[Provided entries Boundary: Start]
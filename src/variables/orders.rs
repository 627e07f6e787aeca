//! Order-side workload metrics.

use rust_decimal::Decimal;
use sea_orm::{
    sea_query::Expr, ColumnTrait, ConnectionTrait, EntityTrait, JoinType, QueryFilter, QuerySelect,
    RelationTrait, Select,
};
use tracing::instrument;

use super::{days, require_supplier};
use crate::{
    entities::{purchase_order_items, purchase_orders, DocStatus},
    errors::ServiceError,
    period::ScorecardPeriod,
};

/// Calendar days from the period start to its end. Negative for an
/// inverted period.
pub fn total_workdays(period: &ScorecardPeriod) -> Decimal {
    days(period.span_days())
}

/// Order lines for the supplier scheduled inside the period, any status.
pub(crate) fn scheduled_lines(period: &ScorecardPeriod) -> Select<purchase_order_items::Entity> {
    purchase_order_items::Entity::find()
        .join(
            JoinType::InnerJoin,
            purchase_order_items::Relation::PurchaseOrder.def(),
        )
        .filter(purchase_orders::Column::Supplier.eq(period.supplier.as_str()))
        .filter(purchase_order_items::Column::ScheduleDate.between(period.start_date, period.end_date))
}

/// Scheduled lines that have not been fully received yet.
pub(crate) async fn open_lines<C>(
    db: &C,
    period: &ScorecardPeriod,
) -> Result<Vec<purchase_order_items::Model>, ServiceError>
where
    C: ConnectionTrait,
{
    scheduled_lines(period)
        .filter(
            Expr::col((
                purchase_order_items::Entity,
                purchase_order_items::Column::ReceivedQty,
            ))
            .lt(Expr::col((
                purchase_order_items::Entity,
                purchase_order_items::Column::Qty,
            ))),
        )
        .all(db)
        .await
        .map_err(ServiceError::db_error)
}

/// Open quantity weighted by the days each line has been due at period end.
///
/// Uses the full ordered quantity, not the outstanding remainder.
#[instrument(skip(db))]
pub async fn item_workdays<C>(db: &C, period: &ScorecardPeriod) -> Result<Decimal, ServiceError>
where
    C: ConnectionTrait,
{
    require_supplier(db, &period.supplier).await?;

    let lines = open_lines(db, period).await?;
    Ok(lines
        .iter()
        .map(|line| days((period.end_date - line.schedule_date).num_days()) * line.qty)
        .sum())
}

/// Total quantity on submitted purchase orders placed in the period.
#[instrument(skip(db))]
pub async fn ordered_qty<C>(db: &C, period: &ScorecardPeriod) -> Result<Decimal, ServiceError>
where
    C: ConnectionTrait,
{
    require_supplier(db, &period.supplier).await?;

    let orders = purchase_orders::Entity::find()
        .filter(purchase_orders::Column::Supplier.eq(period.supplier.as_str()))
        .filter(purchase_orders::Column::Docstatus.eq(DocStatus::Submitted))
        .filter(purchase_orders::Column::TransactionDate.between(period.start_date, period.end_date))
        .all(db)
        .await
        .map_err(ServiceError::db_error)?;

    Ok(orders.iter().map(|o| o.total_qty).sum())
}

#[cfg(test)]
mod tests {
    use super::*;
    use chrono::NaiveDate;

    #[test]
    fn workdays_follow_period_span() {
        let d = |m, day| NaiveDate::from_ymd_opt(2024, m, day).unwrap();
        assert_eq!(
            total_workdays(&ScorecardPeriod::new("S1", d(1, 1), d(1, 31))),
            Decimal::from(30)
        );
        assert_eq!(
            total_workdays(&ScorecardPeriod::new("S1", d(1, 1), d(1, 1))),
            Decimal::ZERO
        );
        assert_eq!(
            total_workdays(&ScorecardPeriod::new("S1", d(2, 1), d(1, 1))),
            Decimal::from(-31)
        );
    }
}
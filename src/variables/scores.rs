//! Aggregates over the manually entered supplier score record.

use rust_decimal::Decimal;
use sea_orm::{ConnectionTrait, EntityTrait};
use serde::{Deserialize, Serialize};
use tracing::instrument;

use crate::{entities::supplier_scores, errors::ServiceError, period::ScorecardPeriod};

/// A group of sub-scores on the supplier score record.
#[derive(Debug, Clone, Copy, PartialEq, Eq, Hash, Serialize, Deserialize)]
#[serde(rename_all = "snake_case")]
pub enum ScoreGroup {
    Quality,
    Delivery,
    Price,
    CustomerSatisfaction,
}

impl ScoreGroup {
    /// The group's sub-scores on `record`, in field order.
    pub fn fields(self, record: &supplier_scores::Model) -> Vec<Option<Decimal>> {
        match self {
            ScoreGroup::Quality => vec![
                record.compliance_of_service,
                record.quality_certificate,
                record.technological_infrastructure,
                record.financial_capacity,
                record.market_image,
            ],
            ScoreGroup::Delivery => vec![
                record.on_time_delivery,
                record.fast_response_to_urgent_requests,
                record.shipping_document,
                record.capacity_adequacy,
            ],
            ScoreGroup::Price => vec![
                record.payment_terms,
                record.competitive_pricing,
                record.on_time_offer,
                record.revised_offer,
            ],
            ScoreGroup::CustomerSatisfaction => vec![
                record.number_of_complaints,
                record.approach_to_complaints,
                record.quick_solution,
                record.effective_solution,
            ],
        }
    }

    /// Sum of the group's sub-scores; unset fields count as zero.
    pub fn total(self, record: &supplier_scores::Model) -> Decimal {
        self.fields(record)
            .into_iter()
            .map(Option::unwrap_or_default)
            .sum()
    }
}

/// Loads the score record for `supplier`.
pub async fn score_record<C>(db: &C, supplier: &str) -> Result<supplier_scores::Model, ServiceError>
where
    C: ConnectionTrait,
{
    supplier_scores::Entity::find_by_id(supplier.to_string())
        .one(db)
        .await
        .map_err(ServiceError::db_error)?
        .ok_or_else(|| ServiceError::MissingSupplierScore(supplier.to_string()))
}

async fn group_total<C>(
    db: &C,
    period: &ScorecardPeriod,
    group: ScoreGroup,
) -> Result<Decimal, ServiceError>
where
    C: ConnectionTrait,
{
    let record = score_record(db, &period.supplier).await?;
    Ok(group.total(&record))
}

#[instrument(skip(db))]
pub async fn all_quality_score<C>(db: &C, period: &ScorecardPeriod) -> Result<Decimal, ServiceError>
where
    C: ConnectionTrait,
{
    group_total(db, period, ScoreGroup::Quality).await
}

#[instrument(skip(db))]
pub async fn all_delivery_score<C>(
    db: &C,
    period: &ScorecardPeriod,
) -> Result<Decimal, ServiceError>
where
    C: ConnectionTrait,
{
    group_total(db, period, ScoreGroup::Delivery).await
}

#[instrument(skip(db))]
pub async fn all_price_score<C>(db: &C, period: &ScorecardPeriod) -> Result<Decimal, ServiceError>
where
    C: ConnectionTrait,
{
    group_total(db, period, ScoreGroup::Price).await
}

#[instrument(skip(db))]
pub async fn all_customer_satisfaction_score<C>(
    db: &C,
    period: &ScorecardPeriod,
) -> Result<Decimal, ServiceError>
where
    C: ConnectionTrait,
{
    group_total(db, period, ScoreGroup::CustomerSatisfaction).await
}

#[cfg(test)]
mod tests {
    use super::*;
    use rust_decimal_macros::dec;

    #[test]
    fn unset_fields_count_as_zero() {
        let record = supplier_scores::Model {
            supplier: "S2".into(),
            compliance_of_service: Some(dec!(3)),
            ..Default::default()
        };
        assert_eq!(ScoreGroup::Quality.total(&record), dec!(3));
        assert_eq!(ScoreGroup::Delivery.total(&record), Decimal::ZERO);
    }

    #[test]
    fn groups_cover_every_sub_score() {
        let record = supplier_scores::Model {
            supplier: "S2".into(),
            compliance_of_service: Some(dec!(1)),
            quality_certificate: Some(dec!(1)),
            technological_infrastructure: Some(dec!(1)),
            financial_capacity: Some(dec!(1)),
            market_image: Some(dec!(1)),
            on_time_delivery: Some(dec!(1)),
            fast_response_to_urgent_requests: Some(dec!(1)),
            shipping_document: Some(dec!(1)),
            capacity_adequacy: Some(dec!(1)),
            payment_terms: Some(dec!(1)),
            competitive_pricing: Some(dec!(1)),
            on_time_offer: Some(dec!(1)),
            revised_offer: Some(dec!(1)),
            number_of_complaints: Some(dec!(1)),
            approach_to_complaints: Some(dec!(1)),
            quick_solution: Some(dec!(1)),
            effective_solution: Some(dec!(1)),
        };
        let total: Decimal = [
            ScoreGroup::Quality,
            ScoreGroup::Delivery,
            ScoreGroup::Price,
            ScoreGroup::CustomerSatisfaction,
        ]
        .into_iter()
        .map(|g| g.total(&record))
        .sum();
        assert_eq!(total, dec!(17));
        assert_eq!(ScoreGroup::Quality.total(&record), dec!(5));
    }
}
[Provided entries Boundary: End]
[Provided entries Boundary: Start]
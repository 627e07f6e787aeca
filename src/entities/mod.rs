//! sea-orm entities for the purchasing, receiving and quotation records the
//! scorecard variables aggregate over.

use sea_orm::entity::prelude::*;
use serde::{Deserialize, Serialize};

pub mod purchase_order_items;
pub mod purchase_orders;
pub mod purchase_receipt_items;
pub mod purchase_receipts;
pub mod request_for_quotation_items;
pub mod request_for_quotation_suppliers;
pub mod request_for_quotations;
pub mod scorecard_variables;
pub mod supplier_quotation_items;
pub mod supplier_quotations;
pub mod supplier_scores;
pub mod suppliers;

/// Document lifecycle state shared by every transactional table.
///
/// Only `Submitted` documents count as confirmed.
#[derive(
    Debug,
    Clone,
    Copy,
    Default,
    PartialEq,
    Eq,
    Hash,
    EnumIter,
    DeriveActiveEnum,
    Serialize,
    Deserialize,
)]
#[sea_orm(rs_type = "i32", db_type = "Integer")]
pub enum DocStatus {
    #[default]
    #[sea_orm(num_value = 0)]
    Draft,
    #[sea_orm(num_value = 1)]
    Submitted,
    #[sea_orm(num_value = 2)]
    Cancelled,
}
[Provided entries Boundary: End]
Every line of the listing that holds "self" should be found and copied.

Answer section:
    pub fn fields(self, record: &supplier_scores::Model) -> Vec<Option<Decimal>> {
        match self {
    pub fn total(self, record: &supplier_scores::Model) -> Decimal {
        self.fields(record)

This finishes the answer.